Tester’s Diary: The QA Burnout

Tester Diary QA Burnout
  • Posted By: admin
  • Posted On: February 6, 2020

Yes, tester burnout is real. In the QA industry, you will encounter testers who are mentally or physically exhausted by their work due to various reasons. Tester burnout is a phenomenon that most testers seem to face and is one of the major drivers of tester turnover that can incur high recruitment costs. Recruiting a replacement can cost the organization up to 30% of the annual salary of that position. It can also slow the team down and reduce productivity as the new tester will take time to understand your standard of quality, the product, and your organization’s business rules, processes, and tools.

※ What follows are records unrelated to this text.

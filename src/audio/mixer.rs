//! Binding of adapter volume controls to ALSA simple mixer elements.
//!
//! Elements are looked up by name once, when a stream is set up, and their
//! volume ranges are normalized so callers can work in one fixed range
//! whatever the codec reports.

use alsa::mixer::{Mixer, Selem, SelemChannelId, SelemId};
use alsa::Direction;

use super::adapter_config::AdapterEntry;
use super::resolver::AdapterKind;
use crate::error::{HalError, Result};

/// Index of the last element scanned before a name lookup gives up.
pub const MAX_ELEMENT: usize = 100;

/// Fallback render controls probed on USB codecs, in priority order of the scan.
pub const USB_RENDER_CONTROLS: [&str; 5] = ["Earpiece", "Speaker", "Headphone", "PCM", "Mic"];
pub const USB_CAPTURE_CONTROLS: [&str; 4] = ["Earpiece", "Headset", "Headphone", "Mic"];

#[derive(Debug, Clone, Copy, PartialEq, Eq)]
pub struct VolumeRange {
    pub min: i64,
    pub max: i64,
}

impl VolumeRange {
    pub fn contains(&self, value: i64) -> bool {
        (self.min..=self.max).contains(&value)
    }
}

/// Operations the binder needs from a mixer.
pub trait MixerControl {
    /// Simple element names, in mixer order.
    fn element_names(&self) -> Vec<String>;
    fn has_volume(&self, name: &str, direction: Direction) -> Result<bool>;
    fn volume_range(&self, name: &str, direction: Direction) -> Result<VolumeRange>;
    fn set_volume_range(&self, name: &str, direction: Direction, range: VolumeRange) -> Result<()>;
    fn volume(&self, name: &str, direction: Direction) -> Result<i64>;
    fn set_volume(&self, name: &str, direction: Direction, value: i64) -> Result<()>;
    /// Returns `false` when the element has no switch in `direction`.
    fn set_switch(&self, name: &str, direction: Direction, on: bool) -> Result<bool>;
}

/// An ALSA mixer attached to one card's control device.
pub struct AlsaMixer {
    mixer: Mixer,
}

impl AlsaMixer {
    /// Open, attach, register simple elements and load, on `hw:N`.
    pub fn open(ctrl_name: &str) -> Result<Self> {
        let mixer = Mixer::new(ctrl_name, false).map_err(|e| {
            log::error!("Failed to open mixer {}: {}", ctrl_name, e);
            e
        })?;
        log::debug!("Mixer {} loaded", ctrl_name);
        Ok(Self { mixer })
    }

    fn selem(&self, name: &str) -> Result<Selem<'_>> {
        self.mixer
            .find_selem(&SelemId::new(name, 0))
            .ok_or_else(|| HalError::ElementNotFound(name.to_string()))
    }
}

impl MixerControl for AlsaMixer {
    fn element_names(&self) -> Vec<String> {
        self.mixer
            .iter()
            .filter_map(Selem::new)
            .filter_map(|selem| {
                let id = selem.get_id();
                id.get_name().ok().map(str::to_string)
            })
            .collect()
    }

    fn has_volume(&self, name: &str, direction: Direction) -> Result<bool> {
        let selem = self.selem(name)?;
        Ok(match direction {
            Direction::Playback => selem.has_playback_volume(),
            Direction::Capture => selem.has_capture_volume(),
        })
    }

    fn volume_range(&self, name: &str, direction: Direction) -> Result<VolumeRange> {
        let selem = self.selem(name)?;
        let (min, max) = match direction {
            Direction::Playback => selem.get_playback_volume_range(),
            Direction::Capture => selem.get_capture_volume_range(),
        };
        Ok(VolumeRange { min, max })
    }

    fn set_volume_range(&self, name: &str, direction: Direction, range: VolumeRange) -> Result<()> {
        let selem = self.selem(name)?;
        match direction {
            Direction::Playback => selem.set_playback_volume_range(range.min, range.max)?,
            Direction::Capture => selem.set_capture_volume_range(range.min, range.max)?,
        }
        Ok(())
    }

    fn volume(&self, name: &str, direction: Direction) -> Result<i64> {
        let selem = self.selem(name)?;
        let value = match direction {
            Direction::Playback => selem.get_playback_volume(SelemChannelId::FrontLeft)?,
            Direction::Capture => selem.get_capture_volume(SelemChannelId::FrontLeft)?,
        };
        Ok(value)
    }

    fn set_volume(&self, name: &str, direction: Direction, value: i64) -> Result<()> {
        let selem = self.selem(name)?;
        match direction {
            Direction::Playback => selem.set_playback_volume_all(value)?,
            Direction::Capture => {
                for channel in SelemChannelId::all() {
                    if selem.has_capture_channel(*channel) {
                        selem.set_capture_volume(*channel, value)?;
                    }
                }
            }
        }
        Ok(())
    }

    fn set_switch(&self, name: &str, direction: Direction, on: bool) -> Result<bool> {
        let selem = self.selem(name)?;
        let value = if on { 1 } else { 0 };
        match direction {
            Direction::Playback if selem.has_playback_switch() => {
                selem.set_playback_switch_all(value)?
            }
            Direction::Capture if selem.has_capture_switch() => {
                selem.set_capture_switch_all(value)?
            }
            _ => return Ok(false),
        }
        Ok(true)
    }
}

/// A configured control and whether the mixer actually has it.
#[derive(Debug, Clone, PartialEq, Eq)]
pub struct BoundElement {
    pub name: String,
    pub present: bool,
}

/// Volume elements bound for one stream direction of an adapter.
#[derive(Debug, Clone)]
pub struct MixerBinding {
    pub direction: Direction,
    pub range: VolumeRange,
    pub elements: Vec<BoundElement>,
}

/// Exact-name lookup over elements `0..=MAX_ELEMENT`.
pub fn find_element<M: MixerControl + ?Sized>(mixer: &M, name: &str) -> Option<String> {
    let found = mixer
        .element_names()
        .into_iter()
        .take(MAX_ELEMENT + 1)
        .find(|elem| elem == name);
    if found.is_none() {
        log::error!("Mixer element {} not found", name);
    }
    found
}

/// First element, in mixer order, whose name is one of the USB fallback controls.
pub fn find_usb_element<M: MixerControl + ?Sized>(mixer: &M, direction: Direction) -> Option<String> {
    let candidates: &[&str] = match direction {
        Direction::Playback => &USB_RENDER_CONTROLS,
        Direction::Capture => &USB_CAPTURE_CONTROLS,
    };
    mixer
        .element_names()
        .into_iter()
        .take(MAX_ELEMENT + 1)
        .find(|elem| candidates.contains(&elem.as_str()))
}

fn normalize_range<M: MixerControl + ?Sized>(
    mixer: &M,
    name: &str,
    direction: Direction,
    range: VolumeRange,
) -> Result<()> {
    if !mixer.has_volume(name, direction)? {
        log::debug!("{} has no {:?} volume, leaving range alone", name, direction);
        return Ok(());
    }
    let current = mixer.volume_range(name, direction)?;
    if current != range {
        log::debug!(
            "{}: volume range {}..{} -> {}..{}",
            name,
            current.min,
            current.max,
            range.min,
            range.max
        );
        mixer.set_volume_range(name, direction, range)?;
    }
    Ok(())
}

/// Bind the volume elements of an adapter for `direction` and normalize their ranges.
///
/// `entry` is the configured adapter; only primary adapters need one.
pub fn bind_elements<M: MixerControl + ?Sized>(
    kind: AdapterKind,
    entry: Option<&AdapterEntry>,
    mixer: &M,
    direction: Direction,
    range: VolumeRange,
) -> Result<MixerBinding> {
    let elements = match kind {
        AdapterKind::Primary => {
            let entry = entry.ok_or_else(|| HalError::NoMatchingCard("primary".into()))?;
            let names = match direction {
                Direction::Playback => &entry.render_controls,
                Direction::Capture => &entry.capture_controls,
            };
            names
                .iter()
                .map(|name| BoundElement {
                    name: name.clone(),
                    present: find_element(mixer, name).is_some(),
                })
                .collect()
        }
        AdapterKind::Usb => match find_usb_element(mixer, direction) {
            Some(name) => vec![BoundElement {
                name,
                present: true,
            }],
            None => {
                log::error!("USB codec exposes no known {:?} volume control", direction);
                return Err(HalError::ElementNotFound(format!("USB {:?} volume", direction)));
            }
        },
        AdapterKind::Hdmi => {
            log::info!("HDMI not ctlElement.");
            Vec::new()
        }
        AdapterKind::A2dp => return Err(HalError::NotSupported("A2DP mixer".into())),
    };

    for element in &elements {
        if !element.present {
            return Err(HalError::ElementNotFound(element.name.clone()));
        }
        normalize_range(mixer, &element.name, direction, range)?;
    }

    Ok(MixerBinding {
        direction,
        range,
        elements,
    })
}

impl MixerBinding {
    fn present(&self) -> impl Iterator<Item = &BoundElement> {
        self.elements.iter().filter(|e| e.present)
    }

    pub fn is_empty(&self) -> bool {
        self.present().next().is_none()
    }

    pub fn set_volume<M: MixerControl + ?Sized>(&self, mixer: &M, value: i64) -> Result<()> {
        if !self.range.contains(value) {
            return Err(HalError::VolumeOutOfRange {
                value,
                min: self.range.min,
                max: self.range.max,
            });
        }
        if self.is_empty() {
            return Err(HalError::NotSupported("no volume control bound".into()));
        }
        for element in self.present() {
            mixer.set_volume(&element.name, self.direction, value)?;
        }
        Ok(())
    }

    /// Volume of the first bound element.
    pub fn volume<M: MixerControl + ?Sized>(&self, mixer: &M) -> Result<i64> {
        let element = self
            .present()
            .next()
            .ok_or_else(|| HalError::NotSupported("no volume control bound".into()))?;
        mixer.volume(&element.name, self.direction)
    }

    pub fn set_mute<M: MixerControl + ?Sized>(&self, mixer: &M, mute: bool) -> Result<()> {
        let mut switched = false;
        for element in self.present() {
            switched |= mixer.set_switch(&element.name, self.direction, !mute)?;
        }
        if !switched {
            return Err(HalError::NotSupported("no mute switch bound".into()));
        }
        Ok(())
    }
}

So, why do testers experience burnout? Let’s look at some of the causes.

Excess Work

Overburdening your testers is not the right approach to getting things done. You might be expecting increased returns from them but in reality, the added pressure and workload can demotivate the tester and result in inefficiency. However, ensuring that the workload matches the capabilities of the tester can lead to positive outcomes. The tester will approach the challenges in a stress-free manner that will increase the productivity of the project and result in professional growth and development. Also, making relevant software testing tools available to them can help them manage their workload better.

Lack of Control

Testers sometimes may feel that they lack control and access to autonomy, resources, and essential data. But experts believe that this “lack of control” is a state of mind that testers go through, leaving them frustrated, restrained, and out of control. It may also be related to paranoia.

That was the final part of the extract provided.